In her initial interview, Wafa Sultan stated that she is a "secular human being who does not believe in the supernatural". In later conversations she has reiterated that she does not consider herself a Muslim. Also, like Ayan Hirsi Ali, Wafa Sultan does not shy away from pushing ideas that come with the weighty baggage of being easily appropriated by those whose interests lie not in reforming Islam but in promoting a fundamentalism of their own.
In her Al Jazeera interview, Wafa Sultan characterised the clash between Islam and the Western world as one between "a clash between civilisation and backwardness, between the civilised and the primitive, between barbarity and rationality". In almost identical language, Ayan Hirsi Ali, who herself fled an abusive marriage before seeking asylum in the Netherlands, has also condemned Muslims for being backward, uncivilised and steeped in medieval and archaic traditions that promote the subjugation of women.
While the substantive truth of the critiques espoused by both Wafa Sultan and Ayan Hirsi Ali can be denounced or embraced based on one's politics, a more crucial question centres not on the veracity of their arguments but rather on their viability as instigators of change within Islam. Admittedly, an inquiry so focussed is cynical in its prioritisation of evaluating the packaging over the product.
However, as many political theorists have noted over centuries, the bridge between realising the need for reform and effectuating reform is one punctuated with the constant peril of obliteration. In this particular case, the threat of elimination is based on the reality that unless any recipe for reform is able to win a constituency in the hearts of those that must change, it is likely to die an unceremonious death on the shelves of Western bookstores.
In a radio interview to Israeli National Radio, Wafa Sultan spoke to those whom she sees as this very constituency - the women of the Islamic world. In a poignant and heart-felt plea she begged them to recognise that it was they who were the true leaders of the Islamic world and who possessed the power to effectuate reform. Undeniably, she too recognises the necessity of agents who must bring about the reform she is advocating. The disjoint between her recognition and her rhetoric becomes more obvious when one notes her choice of forum and rhetoric. Can those in the Muslim world transcend the damning reality that the interview was given to Israeli National Radio and still heed her call to reform?

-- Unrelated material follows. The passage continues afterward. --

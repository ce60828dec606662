pub mod invariants;
pub mod validation;

pub use validation::{validate, validate_origin_shape, ValidationOperation};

Similarly, can Muslims watching Al Jazeera accept the truth of her argument regarding the pressing need for reform within the faith despite her own avowed renunciation of Islam? In essence, to what extent do both Ayan Hirsi Ali and Wafa Sultan delegitimise their own project by using an uncompromising rhetoric that makes it only too easy for Muslims to discard their entire argument? At its core, then, the argument can be reduced to the oft-occurring means justifying the end that faces every question of campaign for change.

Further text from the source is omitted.